**Required work**
Please copy each line of the listing that includes the string "caller".

**The input**
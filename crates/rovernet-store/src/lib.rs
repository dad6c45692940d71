//! JSON document storage for the RoverNet game backend.
//!
//! Game state lives in small JSON documents, one file per record, grouped
//! into collections (players, companies). This crate owns everything that
//! touches those files.
//!
//! # Components
//!
//! - [`key`] -- validates caller-supplied keys into safe file-name tokens
//! - [`dir`] -- lazy, idempotent creation of backing directories
//! - [`atomic`] -- temp-file-and-rename replacement of whole files
//! - [`KeyValueStore`] -- the load/save/exists interface every backend implements
//! - [`FileDocumentStore`] -- the filesystem backend
//! - [`InMemoryDocumentStore`] -- `HashMap` backend for tests and embedding
//!
//! # Design Rules
//!
//! 1. A key is validated before any path is built; invalid keys are rejected,
//!    never rewritten.
//! 2. "Not saved yet" is `Ok(None)`. Corrupt data is an error, never a default.
//! 3. Saves replace the whole document atomically.
//! 4. No caching: every call is a fresh round trip to the backend.
//! 5. Errors are returned to the caller, never logged and swallowed.

pub mod atomic;
pub mod collection;
pub mod dir;
pub mod document;
pub mod error;
pub mod file;
pub mod key;
pub mod memory;
pub mod traits;

pub use collection::{Collection, StorageLayout};
pub use dir::ensure_dir;
pub use document::Document;
pub use error::{ErrorKind, StoreError, StoreResult};
pub use file::FileDocumentStore;
pub use key::{KeyKind, SafeKey};
pub use memory::InMemoryDocumentStore;
pub use traits::KeyValueStore;
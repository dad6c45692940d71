//! Mutual exclusion for the admin log's read-modify-write cycle.
//!
//! [`AdminLog`](crate::AdminLog) is generic over [`LogLock`] so tests can
//! observe or perturb the critical section. Two implementations ship:
//!
//! - [`ProcessLock`] -- a mutex; correct when one process owns the log
//! - [`FileLock`] -- a mutex plus an advisory OS lock on a sidecar file;
//!   correct when several processes share the data directory

use std::fs::{File, OpenOptions};
use std::path::{Path, PathBuf};
use std::sync::{Mutex, PoisonError};
use std::thread;
use std::time::Duration;

use fs2::FileExt;
use rovernet_store::ensure_dir;
use tracing::debug;

use crate::error::{LogError, LogResult};

/// A critical section guarding the log resource.
pub trait LogLock: Send + Sync {
    /// Run `critical` while holding exclusive access to the log.
    fn exclusive<T, F>(&self, critical: F) -> LogResult<T>
    where
        F: FnOnce() -> LogResult<T>;
}

/// In-process mutual exclusion.
#[derive(Debug, Default)]
pub struct ProcessLock {
    inner: Mutex<()>,
}

impl ProcessLock {
    pub fn new() -> Self {
        Self::default()
    }
}

impl LogLock for ProcessLock {
    fn exclusive<T, F>(&self, critical: F) -> LogResult<T>
    where
        F: FnOnce() -> LogResult<T>,
    {
        // The mutex guards no data, so a poisoned lock is still usable.
        let _guard = self.inner.lock().unwrap_or_else(PoisonError::into_inner);
        critical()
    }
}

/// How long [`FileLock`] keeps retrying a contended lock before giving up.
///
/// The lock is always tried at least once, even with `attempts: 0`.
#[derive(Clone, Copy, Debug, PartialEq, Eq)]
pub struct LockPolicy {
    pub attempts: u32,
    pub backoff: Duration,
}

impl Default for LockPolicy {
    fn default() -> Self {
        Self {
            attempts: 2000,
            backoff: Duration::from_millis(5),
        }
    }
}

/// Cross-process mutual exclusion via an advisory lock on `<log>.lock`.
///
/// Threads of one process first serialize on a mutex, then the winner takes
/// the OS lock with bounded non-blocking retries. The OS lock is released
/// when the lock file handle is dropped.
#[derive(Debug)]
pub struct FileLock {
    path: PathBuf,
    policy: LockPolicy,
    local: Mutex<()>,
}

impl FileLock {
    pub fn new(path: impl Into<PathBuf>, policy: LockPolicy) -> Self {
        Self {
            path: path.into(),
            policy,
            local: Mutex::new(()),
        }
    }

    /// Lock file guarding the log at `log_path`.
    pub fn for_log(log_path: &Path, policy: LockPolicy) -> Self {
        let mut name = log_path.as_os_str().to_owned();
        name.push(".lock");
        Self::new(PathBuf::from(name), policy)
    }

    pub fn path(&self) -> &Path {
        &self.path
    }

    pub fn policy(&self) -> LockPolicy {
        self.policy
    }

    fn acquire(&self) -> LogResult<File> {
        if let Some(parent) = self.path.parent() {
            if !parent.as_os_str().is_empty() {
                ensure_dir(parent)?;
            }
        }

        let lock_err = |source| LogError::Lock {
            path: self.path.clone(),
            source,
        };
        let file = OpenOptions::new()
            .create(true)
            .read(true)
            .write(true)
            .truncate(false)
            .open(&self.path)
            .map_err(lock_err)?;

        let attempts = self.policy.attempts.max(1);
        let contended = fs2::lock_contended_error().kind();
        for attempt in 0..attempts {
            match file.try_lock_exclusive() {
                Ok(()) => {
                    if attempt > 0 {
                        debug!(path = %self.path.display(), attempt, "acquired contended lock");
                    }
                    return Ok(file);
                }
                Err(e) if e.kind() == contended => thread::sleep(self.policy.backoff),
                Err(e) => return Err(lock_err(e)),
            }
        }

        Err(LogError::LockTimeout {
            path: self.path.clone(),
            attempts,
        })
    }
}

impl LogLock for FileLock {
    fn exclusive<T, F>(&self, critical: F) -> LogResult<T>
    where
        F: FnOnce() -> LogResult<T>,
    {
        let _guard = self.local.lock().unwrap_or_else(PoisonError::into_inner);
        let _file = self.acquire()?;
        critical()
    }
}
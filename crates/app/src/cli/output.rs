//! `key: value` printing shared by the commands.

use std::path::Path;

use orgchart_app::domain::{
    collaborators::records::CollaboratorRecord, companies::records::CompanyRecord,
};

fn or_none(value: Option<&str>) -> &str {
    value.unwrap_or("none")
}

fn path_or_none(value: Option<&Path>) -> String {
    value.map_or_else(|| "none".to_string(), |path| path.display().to_string())
}

pub(crate) fn print_company(company: &CompanyRecord) {
    println!("company_uuid: {}", company.uuid);
    println!("name: {}", company.name);
    println!("slug: {}", company.slug);
    println!("tax_id: {}", or_none(company.tax_id.as_deref()));
    println!("description: {}", or_none(company.description.as_deref()));
    println!("logo_path: {}", path_or_none(company.logo_path.as_deref()));
    println!("theme: {}", company.theme);
    println!("created_at: {}", company.created_at);
    println!("updated_at: {}", company.updated_at);
}

pub(crate) fn print_collaborator(collaborator: &CollaboratorRecord) {
    println!("collaborator_uuid: {}", collaborator.uuid);
    println!("company_uuid: {}", collaborator.company_uuid);
    println!("name: {}", collaborator.name);
    println!("role: {}", collaborator.role);
    println!("email: {}", or_none(collaborator.email.as_deref()));
    println!("department: {}", or_none(collaborator.department.as_deref()));
    println!("phone: {}", or_none(collaborator.phone.as_deref()));
    println!(
        "photo_path: {}",
        path_or_none(collaborator.photo_path.as_deref())
    );
    println!(
        "manager_uuid: {}",
        collaborator
            .manager_uuid
            .map_or_else(|| "none".to_string(), |manager| manager.to_string())
    );
}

**Answer to the problem**
//! - [`key`] -- validates caller-supplied keys into safe file-name tokens
//! 5. Errors are returned to the caller, never logged and swallowed.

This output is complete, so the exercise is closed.